Extracted data entries:
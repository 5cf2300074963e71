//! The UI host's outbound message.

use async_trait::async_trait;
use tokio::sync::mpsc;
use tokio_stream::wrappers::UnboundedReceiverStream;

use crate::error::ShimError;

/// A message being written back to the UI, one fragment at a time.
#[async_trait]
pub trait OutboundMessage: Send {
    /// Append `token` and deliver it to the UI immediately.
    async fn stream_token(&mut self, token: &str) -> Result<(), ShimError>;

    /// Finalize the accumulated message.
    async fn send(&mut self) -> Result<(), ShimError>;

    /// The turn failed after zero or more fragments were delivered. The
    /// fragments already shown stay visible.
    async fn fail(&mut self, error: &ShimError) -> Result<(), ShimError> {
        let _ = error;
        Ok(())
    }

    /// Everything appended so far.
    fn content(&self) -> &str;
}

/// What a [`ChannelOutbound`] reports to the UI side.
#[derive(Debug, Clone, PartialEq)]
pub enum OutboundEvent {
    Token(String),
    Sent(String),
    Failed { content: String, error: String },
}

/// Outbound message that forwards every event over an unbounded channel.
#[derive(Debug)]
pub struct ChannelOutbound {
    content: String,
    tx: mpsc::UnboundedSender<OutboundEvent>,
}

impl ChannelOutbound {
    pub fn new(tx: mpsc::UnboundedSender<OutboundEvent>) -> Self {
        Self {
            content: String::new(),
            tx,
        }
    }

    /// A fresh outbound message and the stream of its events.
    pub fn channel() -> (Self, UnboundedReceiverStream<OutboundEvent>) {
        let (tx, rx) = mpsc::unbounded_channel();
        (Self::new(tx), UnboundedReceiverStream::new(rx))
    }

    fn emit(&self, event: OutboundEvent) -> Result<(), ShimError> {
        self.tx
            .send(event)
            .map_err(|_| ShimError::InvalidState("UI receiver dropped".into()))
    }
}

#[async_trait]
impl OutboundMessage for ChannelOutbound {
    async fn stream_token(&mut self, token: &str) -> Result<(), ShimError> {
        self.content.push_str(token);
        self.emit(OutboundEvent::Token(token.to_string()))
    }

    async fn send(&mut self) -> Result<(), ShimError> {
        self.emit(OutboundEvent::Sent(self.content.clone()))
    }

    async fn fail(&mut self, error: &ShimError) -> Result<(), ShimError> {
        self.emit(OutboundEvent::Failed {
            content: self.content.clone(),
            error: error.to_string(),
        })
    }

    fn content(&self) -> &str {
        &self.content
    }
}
--
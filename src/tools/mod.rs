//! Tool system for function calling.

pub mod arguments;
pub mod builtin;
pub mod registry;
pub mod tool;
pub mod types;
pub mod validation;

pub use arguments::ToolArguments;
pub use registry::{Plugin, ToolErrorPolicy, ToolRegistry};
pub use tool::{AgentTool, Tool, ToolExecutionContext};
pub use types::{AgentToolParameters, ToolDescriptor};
==
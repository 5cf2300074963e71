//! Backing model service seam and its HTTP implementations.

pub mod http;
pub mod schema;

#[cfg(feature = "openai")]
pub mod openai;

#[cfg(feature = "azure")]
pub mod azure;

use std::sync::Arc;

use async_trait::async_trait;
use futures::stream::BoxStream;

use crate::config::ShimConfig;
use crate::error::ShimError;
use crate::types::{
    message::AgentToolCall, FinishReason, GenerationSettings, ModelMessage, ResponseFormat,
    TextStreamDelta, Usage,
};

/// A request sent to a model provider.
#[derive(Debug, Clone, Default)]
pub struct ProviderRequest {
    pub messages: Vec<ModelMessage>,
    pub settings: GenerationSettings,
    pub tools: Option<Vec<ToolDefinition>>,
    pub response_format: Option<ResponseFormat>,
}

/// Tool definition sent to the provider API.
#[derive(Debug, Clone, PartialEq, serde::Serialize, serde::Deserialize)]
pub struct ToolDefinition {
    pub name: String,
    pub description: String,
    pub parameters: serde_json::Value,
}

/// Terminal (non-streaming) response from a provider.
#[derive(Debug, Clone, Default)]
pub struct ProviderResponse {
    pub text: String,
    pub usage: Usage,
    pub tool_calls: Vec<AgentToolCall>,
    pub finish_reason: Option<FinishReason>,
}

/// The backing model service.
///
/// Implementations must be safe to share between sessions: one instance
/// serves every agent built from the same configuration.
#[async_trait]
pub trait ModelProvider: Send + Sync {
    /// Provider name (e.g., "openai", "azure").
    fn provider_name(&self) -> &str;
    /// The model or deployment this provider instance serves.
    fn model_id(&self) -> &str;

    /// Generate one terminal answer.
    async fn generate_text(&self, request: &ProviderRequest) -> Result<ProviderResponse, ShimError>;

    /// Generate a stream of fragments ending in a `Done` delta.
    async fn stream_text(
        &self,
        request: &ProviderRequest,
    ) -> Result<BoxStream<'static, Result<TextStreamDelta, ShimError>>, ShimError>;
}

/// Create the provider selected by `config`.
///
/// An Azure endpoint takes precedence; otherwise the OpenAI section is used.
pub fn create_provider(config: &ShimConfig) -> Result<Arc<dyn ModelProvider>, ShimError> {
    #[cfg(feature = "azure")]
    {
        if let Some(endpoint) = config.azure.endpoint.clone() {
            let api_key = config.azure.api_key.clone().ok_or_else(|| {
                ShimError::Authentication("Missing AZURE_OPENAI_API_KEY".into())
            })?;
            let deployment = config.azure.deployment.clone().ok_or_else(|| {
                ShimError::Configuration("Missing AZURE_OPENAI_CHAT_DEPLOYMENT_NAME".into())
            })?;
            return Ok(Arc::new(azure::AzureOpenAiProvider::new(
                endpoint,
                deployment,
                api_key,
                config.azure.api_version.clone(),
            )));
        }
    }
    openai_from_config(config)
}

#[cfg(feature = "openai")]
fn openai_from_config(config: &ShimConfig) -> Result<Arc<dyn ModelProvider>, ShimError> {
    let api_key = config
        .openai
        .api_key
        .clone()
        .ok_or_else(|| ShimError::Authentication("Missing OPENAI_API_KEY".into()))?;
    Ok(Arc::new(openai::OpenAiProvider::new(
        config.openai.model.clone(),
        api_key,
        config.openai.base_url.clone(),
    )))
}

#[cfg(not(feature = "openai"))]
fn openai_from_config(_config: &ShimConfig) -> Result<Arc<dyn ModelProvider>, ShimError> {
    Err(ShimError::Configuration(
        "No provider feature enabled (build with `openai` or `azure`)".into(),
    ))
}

Your task: Find the string "service" in the entries above. Copy each line where it occurs.

Finished task:
//! Backing model service seam and its HTTP implementations.
/// The backing model service.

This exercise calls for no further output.